Erin Trieb, T. Anthony Pollner Professor, Spring 2024

erin-trieb.jpgErin Grace Trieb is an award-winning photojournalist focusing on geopolitical conflict, humanitarian issues, and cultures around the world. Erin has spent almost two decades as a photojournalist and documentary photographer covering conflict and world events in Israel, Iraq, Afghanistan, Syria and Ukraine. She has also covered major domestic news stories such as the Black Lives Matter protests following the death of George Floyd, Covid-19 hotspots and devastating hurricanes in Texas and Louisiana. Her photography spans a diversity of subject matter from international news to social issue-driven topics like trauma and women’s rights.

She photographs regularly for National Geographic, The New York Times, TIME Magazine, Rolling Stone, ESPN Magazine, Smithsonian Magazine and many others. Erin’s work has received international recognition and awards from World Press Photo, Pictures of The Year International, The Art Director's Club, the Magenta Foundation, and American Photography. In 2007 she was the youngest photographer to receive a World Press Photo award for her coverage of Kinky Friedman’s gubernatorial race in Texas. Her documentary work of U.S. military medics in Afghanistan won her an award from Pictures of the Year International in 2010. She was the youngest recipient to receive the distinguished Alumni Award in 2014 from her Alma Mater, Texas A&M University-Commerce. In 2017 she was named a Female Icon of Adventure by Outside Magazine, and in 2020 the Briscoe Center for American History at the University of Texas invited Erin as the youngest photographer to contribute her archive to the Briscoe’s permanent photography collection.
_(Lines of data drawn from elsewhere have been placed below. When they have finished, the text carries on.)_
//! crates/brainbytes_core/src/orchestrator.rs
//!
//! Races a single generation call against a deadline and flattens every
//! failure mode into a fixed apology, so callers always get text back.

use crate::domain::Subject;
use crate::ports::{GenerationContext, GenerationService, ProviderError};
use crate::prompt::PromptBuilder;
use std::sync::Arc;
use std::time::Duration;
use tokio::time::Instant;
use tokio_util::sync::CancellationToken;
use tracing::{info, warn};

/// Default time allowed for one generation call.
pub const DEFAULT_DEADLINE: Duration = Duration::from_secs(15);

/// Returned when the deadline elapses before the generator answers.
pub const TIMEOUT_FALLBACK: &str =
    "I'm sorry, but I couldn't process your request in time. Please try again later.";

/// Returned when the generator reports any failure.
pub const PROVIDER_FALLBACK: &str =
    "I'm sorry, I couldn't process your request at the moment. Please try again later.";

//=========================================================================================
// Outcome Types
//=========================================================================================

/// Why a fallback answer was used instead of generated text.
#[derive(Debug, Clone, PartialEq, Eq)]
pub enum FallbackReason {
    Provider(ProviderError),
    Timeout,
}

impl FallbackReason {
    pub fn text(&self) -> &'static str {
        match self {
            FallbackReason::Provider(_) => PROVIDER_FALLBACK,
            FallbackReason::Timeout => TIMEOUT_FALLBACK,
        }
    }
}

/// The result of one generation attempt. Never surfaced as an error.
#[derive(Debug, Clone, PartialEq, Eq)]
pub enum GenerationOutcome {
    Success(String),
    Fallback(FallbackReason),
}

impl GenerationOutcome {
    pub fn into_text(self) -> String {
        match self {
            GenerationOutcome::Success(text) => text,
            GenerationOutcome::Fallback(reason) => reason.text().to_string(),
        }
    }
}

//=========================================================================================
// The Orchestrator
//=========================================================================================

#[derive(Clone)]
pub struct ResponseOrchestrator {
    generator: Arc<dyn GenerationService>,
}

impl ResponseOrchestrator {
    pub fn new(generator: Arc<dyn GenerationService>) -> Self {
        Self { generator }
    }

    /// Answers `question`, always returning text within roughly `deadline`.
    pub async fn respond(&self, question: &str, subject: Subject, deadline: Duration) -> String {
        self.attempt(question, subject, deadline).await.into_text()
    }

    /// Runs one generation attempt and reports how it ended.
    pub async fn attempt(
        &self,
        question: &str,
        subject: Subject,
        deadline: Duration,
    ) -> GenerationOutcome {
        let prompt = PromptBuilder::build(question, subject);
        let started = Instant::now();
        let cancellation = CancellationToken::new();
        let ctx = GenerationContext::new(started + deadline, cancellation.clone());

        let raced = tokio::time::timeout(deadline, self.generator.generate(&prompt, ctx)).await;
        let elapsed = started.elapsed();

        match raced {
            Ok(Ok(text)) => {
                info!(%subject, ?elapsed, "Generated tutor answer.");
                GenerationOutcome::Success(text.trim().to_string())
            }
            // The adapter gave up at the same deadline the race enforces.
            Ok(Err(ProviderError::DeadlineExceeded)) => {
                cancellation.cancel();
                warn!(%subject, ?deadline, "Generation timed out; using fallback answer.");
                GenerationOutcome::Fallback(FallbackReason::Timeout)
            }
            Ok(Err(e)) => {
                warn!(%subject, ?elapsed, error = %e, "Generation failed; using fallback answer.");
                GenerationOutcome::Fallback(FallbackReason::Provider(e))
            }
            Err(_) => {
                // The generate future is already dropped; this reaches any work it handed off.
                cancellation.cancel();
                warn!(%subject, ?deadline, "Generation timed out; using fallback answer.");
                GenerationOutcome::Fallback(FallbackReason::Timeout)
            }
        }
    }
}

#[cfg(test)]
mod tests {
    use super::*;
    use async_trait::async_trait;
    use std::sync::Mutex;

    /// Test double whose behaviour is fixed at construction.
    enum Script {
        Reply(&'static str),
        Fail(ProviderError),
        Hang,
        ReplyAfter(Duration, &'static str),
    }

    struct ScriptedGenerator {
        script: Script,
        seen: Mutex<Vec<(String, GenerationContext)>>,
    }

    impl ScriptedGenerator {
        fn new(script: Script) -> Arc<Self> {
            Arc::new(Self {
                script,
                seen: Mutex::new(Vec::new()),
            })
        }
    }

    #[async_trait]
    impl GenerationService for ScriptedGenerator {
        async fn generate(
            &self,
            prompt: &str,
            ctx: GenerationContext,
        ) -> Result<String, ProviderError> {
            self.seen.lock().unwrap().push((prompt.to_string(), ctx));
            match &self.script {
                Script::Reply(text) => Ok(text.to_string()),
                Script::Fail(e) => Err(e.clone()),
                Script::Hang => std::future::pending().await,
                Script::ReplyAfter(delay, text) => {
                    tokio::time::sleep(*delay).await;
                    Ok(text.to_string())
                }
            }
        }
    }

    #[tokio::test]
    async fn success_is_trimmed() {
        let generator = ScriptedGenerator::new(Script::Reply("  42 \n"));
        let orchestrator = ResponseOrchestrator::new(generator.clone());

        let text = orchestrator
            .respond("what is 6 * 7", Subject::Math, DEFAULT_DEADLINE)
            .await;

        assert_eq!(text, "42");
    }

    #[tokio::test]
    async fn prompt_is_built_from_question_and_subject() {
        let generator = ScriptedGenerator::new(Script::Reply("ok"));
        let orchestrator = ResponseOrchestrator::new(generator.clone());

        orchestrator
            .respond("what is an atom", Subject::Science, DEFAULT_DEADLINE)
            .await;

        let seen = generator.seen.lock().unwrap();
        assert_eq!(seen.len(), 1);
        assert_eq!(seen[0].0, PromptBuilder::build("what is an atom", Subject::Science));
    }

    #[tokio::test]
    async fn provider_failure_uses_provider_fallback() {
        let generator = ScriptedGenerator::new(Script::Fail(ProviderError::Request("503".into())));
        let orchestrator = ResponseOrchestrator::new(generator);

        let outcome = orchestrator
            .attempt("q", Subject::General, DEFAULT_DEADLINE)
            .await;

        assert_eq!(
            outcome,
            GenerationOutcome::Fallback(FallbackReason::Provider(ProviderError::Request(
                "503".into()
            )))
        );
        assert_eq!(outcome.into_text(), PROVIDER_FALLBACK);
    }

    #[tokio::test]
    async fn whitespace_only_answer_is_returned_trimmed() {
        let generator = ScriptedGenerator::new(Script::Reply("  \n "));
        let orchestrator = ResponseOrchestrator::new(generator);

        let outcome = orchestrator
            .attempt("q", Subject::General, DEFAULT_DEADLINE)
            .await;

        assert_eq!(outcome, GenerationOutcome::Success(String::new()));
        assert_eq!(outcome.into_text(), "");
    }

    #[tokio::test]
    async fn adapter_deadline_counts_as_a_timeout() {
        let generator = ScriptedGenerator::new(Script::Fail(ProviderError::DeadlineExceeded));
        let orchestrator = ResponseOrchestrator::new(generator.clone());

        let outcome = orchestrator
            .attempt("q", Subject::General, DEFAULT_DEADLINE)
            .await;

        assert_eq!(outcome, GenerationOutcome::Fallback(FallbackReason::Timeout));
        assert_eq!(outcome.into_text(), TIMEOUT_FALLBACK);
        assert!(generator.seen.lock().unwrap()[0].1.cancellation.is_cancelled());
    }

    #[tokio::test]
    async fn context_deadline_matches_the_race() {
        let generator = ScriptedGenerator::new(Script::Reply("ok"));
        let orchestrator = ResponseOrchestrator::new(generator.clone());
        let before = Instant::now();

        orchestrator
            .respond("q", Subject::General, Duration::from_secs(3))
            .await;

        let seen = generator.seen.lock().unwrap();
        let deadline = seen[0].1.deadline;
        assert!(deadline >= before + Duration::from_secs(3));
        assert!(deadline <= Instant::now() + Duration::from_secs(3));
    }

    #[tokio::test(start_paused = true)]
    async fn hanging_generator_times_out_at_the_deadline() {
        let generator = ScriptedGenerator::new(Script::Hang);
        let orchestrator = ResponseOrchestrator::new(generator.clone());
        let started = Instant::now();

        let outcome = orchestrator
            .attempt("q", Subject::History, DEFAULT_DEADLINE)
            .await;

        assert_eq!(outcome, GenerationOutcome::Fallback(FallbackReason::Timeout));
        assert_eq!(outcome.into_text(), TIMEOUT_FALLBACK);
        assert!(started.elapsed() >= DEFAULT_DEADLINE);
        assert!(started.elapsed() < DEFAULT_DEADLINE + Duration::from_secs(1));
    }

    #[tokio::test(start_paused = true)]
    async fn timeout_cancels_the_generation_context() {
        let generator = ScriptedGenerator::new(Script::Hang);
        let orchestrator = ResponseOrchestrator::new(generator.clone());

        orchestrator
            .respond("q", Subject::General, Duration::from_secs(2))
            .await;

        let seen = generator.seen.lock().unwrap();
        assert!(seen[0].1.cancellation.is_cancelled());
    }

    #[tokio::test(start_paused = true)]
    async fn late_answer_is_discarded() {
        let generator =
            ScriptedGenerator::new(Script::ReplyAfter(Duration::from_secs(20), "too late"));
        let orchestrator = ResponseOrchestrator::new(generator);

        let text = orchestrator
            .respond("q", Subject::General, DEFAULT_DEADLINE)
            .await;

        assert_eq!(text, TIMEOUT_FALLBACK);
    }

    #[tokio::test(start_paused = true)]
    async fn answer_inside_the_deadline_wins() {
        let generator = ScriptedGenerator::new(Script::ReplyAfter(Duration::from_secs(14), "made it"));
        let orchestrator = ResponseOrchestrator::new(generator.clone());

        let text = orchestrator
            .respond("q", Subject::General, DEFAULT_DEADLINE)
            .await;

        assert_eq!(text, "made it");
        let seen = generator.seen.lock().unwrap();
        assert!(!seen[0].1.cancellation.is_cancelled());
    }

    #[test]
    fn the_two_fallback_literals_differ() {
        assert_ne!(TIMEOUT_FALLBACK, PROVIDER_FALLBACK);
    }
}
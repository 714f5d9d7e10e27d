//! services/api/src/config.rs
//!
//! Defines the application's configuration structure and loading logic.
//!
//! All configuration is loaded from environment variables at startup. The `.env`
//! file is used for local development.

use std::net::SocketAddr;
use std::time::Duration;
use tracing::Level;

const DEFAULT_TUTOR_API_BASE: &str = "https://generativelanguage.googleapis.com/v1beta/openai";

/// A custom error type for configuration loading failures.
#[derive(Debug, thiserror::Error)]
pub enum ConfigError {
    #[error("Invalid value for the environment variable {0}: {1}")]
    InvalidValue(String, String),
}

/// The generation-provider credential, validated once at startup.
#[derive(Clone, Debug, PartialEq, Eq)]
pub enum GenerationCredential {
    Configured(String),
    /// No usable key; every generation call fails fast.
    Missing,
}

impl GenerationCredential {
    /// Blank values are treated the same as an absent variable.
    pub fn from_value(value: Option<String>) -> Self {
        match value {
            Some(key) if !key.trim().is_empty() => Self::Configured(key.trim().to_string()),
            _ => Self::Missing,
        }
    }
}

/// Holds all configuration loaded from the environment at startup.
#[derive(Clone, Debug)]
pub struct Config {
    pub bind_address: SocketAddr,
    /// `None` runs the service on the in-memory store.
    pub database_url: Option<String>,
    pub log_level: Level,
    pub credential: GenerationCredential,
    pub tutor_model: String,
    pub tutor_api_base: String,
    pub generation_deadline: Duration,
    pub cors_origin: String,
}

impl Config {
    /// Loads configuration from environment variables.
    ///
    /// It will look for a `.env` file in the current directory for development,
    /// but this is skipped in test environments to ensure tests are hermetic.
    pub fn from_env() -> Result<Self, ConfigError> {
        if !cfg!(test) {
            dotenvy::dotenv().ok();
        }
        Self::from_lookup(|name| std::env::var(name).ok())
    }

    /// Builds the configuration from an arbitrary variable source.
    pub fn from_lookup<F>(lookup: F) -> Result<Self, ConfigError>
    where
        F: Fn(&str) -> Option<String>,
    {
        // --- Server and Database Settings ---
        let bind_address_str = lookup("BIND_ADDRESS").unwrap_or_else(|| "0.0.0.0:3000".to_string());
        let bind_address = bind_address_str.parse::<SocketAddr>().map_err(|e| {
            ConfigError::InvalidValue("BIND_ADDRESS".to_string(), e.to_string())
        })?;

        let database_url = lookup("DATABASE_URL").filter(|url| !url.trim().is_empty());

        let log_level_str = lookup("RUST_LOG").unwrap_or_else(|| "INFO".to_string());
        let log_level = log_level_str.parse::<Level>().map_err(|_| {
            ConfigError::InvalidValue(
                "RUST_LOG".to_string(),
                format!("'{}' is not a valid log level", log_level_str),
            )
        })?;

        // --- Generation Settings ---
        let credential = GenerationCredential::from_value(lookup("GEMINI_API_KEY"));
        let tutor_model = lookup("TUTOR_MODEL").unwrap_or_else(|| "gemini-2.0-flash".to_string());
        let tutor_api_base =
            lookup("TUTOR_API_BASE").unwrap_or_else(|| DEFAULT_TUTOR_API_BASE.to_string());

        let generation_deadline = match lookup("GENERATION_DEADLINE_SECS") {
            Some(raw) => match raw.trim().parse::<u64>() {
                Ok(secs) if secs > 0 => Duration::from_secs(secs),
                _ => {
                    return Err(ConfigError::InvalidValue(
                        "GENERATION_DEADLINE_SECS".to_string(),
                        format!("'{}' is not a positive number of seconds", raw),
                    ))
                }
            },
            None => brainbytes_core::DEFAULT_DEADLINE,
        };

        let cors_origin =
            lookup("CORS_ORIGIN").unwrap_or_else(|| "http://localhost:3001".to_string());

        Ok(Self {
            bind_address,
            database_url,
            log_level,
            credential,
            tutor_model,
            tutor_api_base,
            generation_deadline,
            cors_origin,
        })
    }
}

#[cfg(test)]
mod tests {
    use super::*;
    use std::collections::HashMap;

    fn load(vars: &[(&str, &str)]) -> Result<Config, ConfigError> {
        let vars: HashMap<String, String> = vars
            .iter()
            .map(|(k, v)| (k.to_string(), v.to_string()))
            .collect();
        Config::from_lookup(|name| vars.get(name).cloned())
    }

    #[test]
    fn defaults_apply_when_nothing_is_set() {
        let config = load(&[]).unwrap();
        assert_eq!(config.bind_address.port(), 3000);
        assert_eq!(config.database_url, None);
        assert_eq!(config.log_level, Level::INFO);
        assert_eq!(config.credential, GenerationCredential::Missing);
        assert_eq!(config.tutor_model, "gemini-2.0-flash");
        assert_eq!(config.generation_deadline, Duration::from_secs(15));
    }

    #[test]
    fn blank_key_is_missing() {
        let config = load(&[("GEMINI_API_KEY", "   ")]).unwrap();
        assert_eq!(config.credential, GenerationCredential::Missing);
    }

    #[test]
    fn key_is_captured() {
        let config = load(&[("GEMINI_API_KEY", "secret")]).unwrap();
        assert_eq!(
            config.credential,
            GenerationCredential::Configured("secret".to_string())
        );
    }

    #[test]
    fn invalid_values_are_rejected() {
        assert!(matches!(
            load(&[("BIND_ADDRESS", "nowhere")]),
            Err(ConfigError::InvalidValue(name, _)) if name == "BIND_ADDRESS"
        ));
        assert!(matches!(
            load(&[("GENERATION_DEADLINE_SECS", "0")]),
            Err(ConfigError::InvalidValue(name, _)) if name == "GENERATION_DEADLINE_SECS"
        ));
        assert!(load(&[("RUST_LOG", "chatty")]).is_err());
    }

    #[test]
    fn deadline_override() {
        let config = load(&[("GENERATION_DEADLINE_SECS", "30")]).unwrap();
        assert_eq!(config.generation_deadline, Duration::from_secs(30));
    }
}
Erin’s photography has exhibited at The Annenberg Space for Photography in Los Angeles, The United Nations headquarters in New York, the Visa Pour L’Image Festival in Perpignan, France, The Houston Center of Photography in Texas, and the Bronx Documentary Center in New York. Her work from the U.S.-led war in Afghanistan was included in “War/Photography: Images of Armed Conflict and Its Aftermath” at the Museum of Fine Arts, Houston, which toured nationally throughout 2012, and is now included in the museum’s permanent collection.